Based in Cambridge, Massachusetts, Atavistik launched in 2021 with a $60 million Series A funding round led by The Column Group and joined by Lux Capital and Nextech Invest.

The company's AMPS (Atavistik Metabolite Protein Screening) platform is fundamentally similar to the MIDAS system described in the Science study but with a number of refinements to improve throughput and accuracy, said Marion Dorsch, Atavistik's president and CSO.

Dorsch said the company had miniaturized the equilibrium dialysis portion of the workflow so that it fit a 96-well plate format. Additionally, while for the Science study Rutter and his colleagues used flow injection analysis mass spectrometry, in which samples are injected directly into the instrument, Atavistik has moved to using liquid chromatography to separate samples prior to mass spec analysis.

"If you use flow injection, it's not always possible to tell each [metabolite] apart," Dorsch said. "What [adding LC] helped us with is the unambiguous detection of each metabolite."

Atavistik needed higher performance mass spec analysis in part because it wanted to expand the panel of metabolites it screens against target proteins, she said, noting that the AMPS platform uses a metabolite library roughly twice as large as the 401 compounds screened in the Science study. She said the company plans to continue adding to this library to capture as much biology as possible but added, "We're very confident right now that with the current makeup of our library, we are covering a very good percentage of the existing metabolome."

One challenge to broad mass spec analysis of the metabolome is that different metabolites require different conditions for optimal mass spec detection. In the Science study, the researchers analyzed the ideal conditions for each metabolite separately and ultimately divided them into four pools, each of which they analyzed separately.

Atavistik's researchers have similarly worked to refine their experimental conditions, Dorsch said. "We have a very experienced team that is really expert in mass spec, and they have really optimized our detection methods."

She said the company could screen its full metabolite library against a protein of interest in several days.

From there Atavistik applies a variety of approaches including additional biochemical screens and bioinformatic analyses to decide which interactions are worth pursuing in more depth.
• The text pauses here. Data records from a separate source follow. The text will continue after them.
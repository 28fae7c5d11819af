use std::sync::Arc;
use std::time::Duration;

use chess::{EngineAnalysis, Game, PlayerColor};
use engine::{
    EngineCommand, EngineEvent, EngineHandle, GoParams, OutputInterpreter, SearchKind, Strength,
    MAX_ANALYSIS_LINES,
};
use explorer::{OpeningDatabase, QueryFilters};

use super::commands::SessionError;
use super::snapshot::{MoveRecord, SessionSnapshot};
use crate::arbiter::MoveSourceArbiter;
use crate::ledger::HistoryLedger;

/// Depth of the background searches that only feed the evaluation display.
const EVALUATION_DEPTH: u8 = 12;
const ANALYSIS_DEPTH: u8 = 16;

/// Internal mutable state, owned entirely by the session actor. No locks.
pub(crate) struct SessionState {
    /// Rules engine, positioned at the ledger cursor.
    pub game: Game,
    pub ledger: HistoryLedger,
    pub arbiter: MoveSourceArbiter,
    pub interpreter: OutputInterpreter,
    pub engine: Option<EngineHandle>,
    pub database: Option<Arc<dyn OpeningDatabase>>,
    pub filters: QueryFilters,
    pub human: PlayerColor,
    pub strength: Strength,
    pub opponent_delay: Duration,
    pub evaluation: Option<f32>,
    pub candidates: Vec<EngineAnalysis>,
    /// An opponent move is scheduled or waiting on the database.
    pub opponent_pending: bool,
    multipv: u8,
}

impl SessionState {
    #[allow(clippy::too_many_arguments)]
    pub fn new(
        game: Game,
        arbiter: MoveSourceArbiter,
        engine: Option<EngineHandle>,
        database: Option<Arc<dyn OpeningDatabase>>,
        filters: QueryFilters,
        human: PlayerColor,
        strength: Strength,
        opponent_delay: Duration,
    ) -> Self {
        let ledger = HistoryLedger::new(game.to_fen());
        Self {
            game,
            ledger,
            arbiter,
            interpreter: OutputInterpreter::new(),
            engine,
            database,
            filters,
            human,
            strength,
            opponent_delay,
            evaluation: None,
            candidates: Vec::new(),
            opponent_pending: false,
            multipv: 1,
        }
    }

    /// Build a full snapshot of the current state.
    pub fn snapshot(&self) -> SessionSnapshot {
        SessionSnapshot {
            fen: self.game.to_fen(),
            start_fen: self.ledger.start_fen().to_string(),
            side_to_move: PlayerColor::from(self.game.side_to_move()),
            human: self.human,
            cursor: self.ledger.cursor(),
            reviewing: self.ledger.is_reviewing(),
            history: self.ledger.entries().iter().map(MoveRecord::from).collect(),
            mode: self.arbiter.mode(),
            book_positions: self.arbiter.book().map(|tree| tree.len()),
            book_mark: self.arbiter.book_mark(),
            database_mark: self.arbiter.database_mark(),
            database_enabled: self.arbiter.database_enabled(),
            evaluation: self.evaluation,
            engine_thinking: self.interpreter.is_thinking() || self.opponent_pending,
            elo: self.strength.elo(),
            game_over: self.game.game_over(),
        }
    }

    pub fn is_opponent_turn(&self) -> bool {
        PlayerColor::from(self.game.side_to_move()) != self.human
    }

    /// Live, opponent to move and the game still running.
    pub fn opponent_may_move(&self) -> bool {
        self.ledger.is_live() && self.is_opponent_turn() && self.game.game_over().is_none()
    }

    /// Point the rules engine at the position under the ledger cursor.
    pub fn sync_game(&mut self) -> Result<(), SessionError> {
        self.game
            .load_position(self.ledger.current_fen())
            .map_err(|e| SessionError::Internal(format!("Ledger holds a bad position: {}", e)))
    }

    /// Next engine event, or pending forever when no engine is attached.
    pub async fn next_engine_event(&mut self) -> Option<EngineEvent> {
        match self.engine.as_mut() {
            Some(engine) => match engine.recv().await {
                Some(event) => Some(event),
                None => Some(EngineEvent::Exited),
            },
            None => std::future::pending().await,
        }
    }

    pub async fn send_engine(&self, cmd: EngineCommand) -> Result<(), SessionError> {
        let engine = self.engine.as_ref().ok_or(SessionError::EngineNotConfigured)?;
        engine
            .send(cmd)
            .await
            .map_err(|e| SessionError::Internal(e.to_string()))
    }

    /// Make every outstanding engine search, scheduled opponent move and
    /// database lookup stale, and stop the engine if it is searching.
    pub async fn cancel_searches(&mut self) {
        self.interpreter.invalidate();
        self.opponent_pending = false;
        if self.interpreter.has_outstanding() {
            if let Err(e) = self.send_engine(EngineCommand::Stop).await {
                tracing::warn!("Failed to stop engine: {}", e);
            }
        }
    }

    /// Search the position under the cursor. Any search still running is
    /// stopped and its output discarded.
    pub async fn start_search(&mut self, kind: SearchKind) -> Result<(), SessionError> {
        let Some(engine) = self.engine.as_ref() else {
            return Err(SessionError::EngineNotConfigured);
        };
        let send = |cmd: EngineCommand| async move {
            engine
                .send(cmd)
                .await
                .map_err(|e| SessionError::Internal(e.to_string()))
        };

        if self.interpreter.has_outstanding() {
            self.interpreter.invalidate();
            send(EngineCommand::Stop).await?;
        }

        let (multipv, params) = match kind {
            SearchKind::Play => (1, self.strength.go_params()),
            SearchKind::EvaluationOnly => (1, GoParams::depth(EVALUATION_DEPTH)),
            SearchKind::Analysis { lines } => (
                lines.clamp(1, MAX_ANALYSIS_LINES),
                GoParams::depth(ANALYSIS_DEPTH),
            ),
        };
        if multipv != self.multipv {
            send(EngineCommand::SetOption {
                name: "MultiPV".to_string(),
                value: Some(multipv.to_string()),
            })
            .await?;
            self.multipv = multipv;
        }

        send(EngineCommand::SetPosition {
            fen: self.ledger.start_fen().to_string(),
            moves: self.ledger.moves_to_cursor(),
        })
        .await?;
        let request = self.interpreter.begin(self.game.side_to_move(), kind);
        tracing::debug!(?request, "Starting search");
        send(EngineCommand::Go(params)).await
    }
}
The company's ultimate goal is to identify allosteric interactions that could be used to target proteins of interest and develop small molecule agents against those proteins.
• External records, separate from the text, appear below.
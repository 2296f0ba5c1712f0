use std::time::Duration;

use crate::{Backoff, BackoffKind, JobOptions, QueueError, QueueResult};

/// Configuration for one queue instance
#[derive(Debug, Clone)]
pub struct QueueConfig {
    /// Queue name used in logs
    pub name: String,
    /// Maximum number of jobs processed at once (worker pool size)
    pub concurrency: usize,
    /// Minimum spacing between two dispatches, for rate-limited downstreams
    pub delay_between_jobs: Option<Duration>,
    /// How long an idle worker sleeps before re-checking the pending sequence
    pub poll_interval: Duration,
    /// Options applied to jobs that do not override them
    pub default_job_options: JobOptions,
    /// Capacity of the broadcast channel behind `event_stream`
    pub event_capacity: usize,
}

impl Default for QueueConfig {
    fn default() -> Self {
        Self {
            name: "default".to_string(),
            concurrency: 1,
            delay_between_jobs: None,
            poll_interval: Duration::from_millis(100),
            default_job_options: JobOptions::default(),
            event_capacity: 1000,
        }
    }
}

impl QueueConfig {
    pub fn new(name: impl Into<String>) -> Self {
        Self {
            name: name.into(),
            ..Self::default()
        }
    }

    /// Certificate generation: five PDFs at a time, short exponential backoff
    pub fn certificate_generation() -> Self {
        Self::new("certificate-generation")
            .with_concurrency(5)
            .with_default_job_options(JobOptions::new(
                3,
                Backoff::exponential(Duration::from_millis(2000)),
            ))
    }

    /// Email dispatch: one message at a time, two seconds apart, to stay under
    /// the SMTP relay's login rate limit
    pub fn email_dispatch() -> Self {
        Self::new("email-sending")
            .with_concurrency(1)
            .with_delay_between_jobs(Duration::from_millis(2000))
            .with_default_job_options(JobOptions::new(
                5,
                Backoff::exponential(Duration::from_millis(5000)),
            ))
    }

    pub fn with_concurrency(mut self, concurrency: usize) -> Self {
        self.concurrency = concurrency;
        self
    }

    pub fn with_delay_between_jobs(mut self, delay: Duration) -> Self {
        self.delay_between_jobs = Some(delay);
        self
    }

    pub fn with_poll_interval(mut self, interval: Duration) -> Self {
        self.poll_interval = interval;
        self
    }

    pub fn with_default_job_options(mut self, options: JobOptions) -> Self {
        self.default_job_options = options;
        self
    }

    pub fn with_event_capacity(mut self, capacity: usize) -> Self {
        self.event_capacity = capacity;
        self
    }

    /// Override fields from `{PREFIX}_*` environment variables.
    ///
    /// Unset or unparsable variables keep the value from `self`.
    pub fn from_env(self, prefix: &str) -> Self {
        self.from_lookup(prefix, |key| std::env::var(key).ok())
    }

    fn from_lookup(mut self, prefix: &str, lookup: impl Fn(&str) -> Option<String>) -> Self {
        let var = |suffix: &str| lookup(&format!("{}_{}", prefix, suffix));

        if let Some(concurrency) = var("CONCURRENCY").and_then(|v| v.parse().ok()) {
            self.concurrency = concurrency;
        }
        if let Some(ms) = var("DELAY_BETWEEN_JOBS_MS").and_then(|v| v.parse::<u64>().ok()) {
            self.delay_between_jobs = (ms > 0).then(|| Duration::from_millis(ms));
        }
        if let Some(ms) = var("POLL_INTERVAL_MS").and_then(|v| v.parse().ok()) {
            self.poll_interval = Duration::from_millis(ms);
        }
        if let Some(attempts) = var("ATTEMPTS").and_then(|v| v.parse().ok()) {
            self.default_job_options.max_attempts = attempts;
        }
        if let Some(kind) = var("BACKOFF_KIND").and_then(|v| v.parse::<BackoffKind>().ok()) {
            self.default_job_options.backoff.kind = kind;
        }
        if let Some(ms) = var("BACKOFF_DELAY_MS").and_then(|v| v.parse().ok()) {
            self.default_job_options.backoff.base_delay = Duration::from_millis(ms);
        }
        self
    }

    /// Reject configurations the worker pool cannot run
    pub fn validate(&self) -> QueueResult<()> {
        if self.concurrency == 0 {
            return Err(QueueError::InvalidConfig(format!(
                "queue '{}': concurrency must be at least 1",
                self.name
            )));
        }
        if self.default_job_options.max_attempts == 0 {
            return Err(QueueError::InvalidConfig(format!(
                "queue '{}': max_attempts must be at least 1",
                self.name
            )));
        }
        if self.poll_interval.is_zero() {
            return Err(QueueError::InvalidConfig(format!(
                "queue '{}': poll_interval must be greater than zero",
                self.name
            )));
        }
        if self.event_capacity == 0 {
            return Err(QueueError::InvalidConfig(format!(
                "queue '{}': event_capacity must be at least 1",
                self.name
            )));
        }
        Ok(())
    }
}

/// Retention policy for the recurring clean of completed jobs
#[derive(Debug, Clone, Copy, PartialEq, Eq)]
pub struct CleanPolicy {
    /// How often the cleaner runs
    pub interval: Duration,
    /// Completed jobs older than this are evictable
    pub max_age: Duration,
    /// Most recent completed jobs kept regardless of age
    pub max_keep: usize,
}

impl CleanPolicy {
    /// Reject a zero interval, which the cleaner's timer cannot run on
    pub fn validate(&self) -> QueueResult<()> {
        if self.interval.is_zero() {
            return Err(QueueError::InvalidConfig(
                "clean interval must be greater than zero".to_string(),
            ));
        }
        Ok(())
    }
}

impl Default for CleanPolicy {
    fn default() -> Self {
        Self {
            interval: Duration::from_secs(3600),
            max_age: Duration::from_secs(24 * 3600),
            max_keep: 1000,
        }
    }
}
"There's huge interest [within drug development] in finding those allosteric sites, and we feel that metabolites are a perfect bait for that because they leverage existing physiological regulation in cells, so they are very good at pointing you toward this allosteric regulatory site," Dorsch said.

Rutter suggested that identification of metabolites that allosterically regulate target proteins could also help with designing therapeutic small molecule agents.

"Nature is probably doing it better than humans will ever be able to do it, so can we use that information?" he said. "If we find a way that nature allosterically modulates some very important disease-relevant protein, where millions of years of evolution have selected for this activity, that might be a better place to start."

Internally, Atavistik is focused on drug development for oncology and inborn errors of metabolism. Dorsch said, though, that the company expects that with the AMPS platform it will generate more leads than it has the capacity to pursue internally, and that it hopes to partner with outside pharma firms on their development. She said Atavistik also plans to make the platform available to pharma firms interested in screening proteins of interest for metabolite interactions.

The company is in discussions with several pharma firms at the moment but has not announced any collaborations, Dorsch said.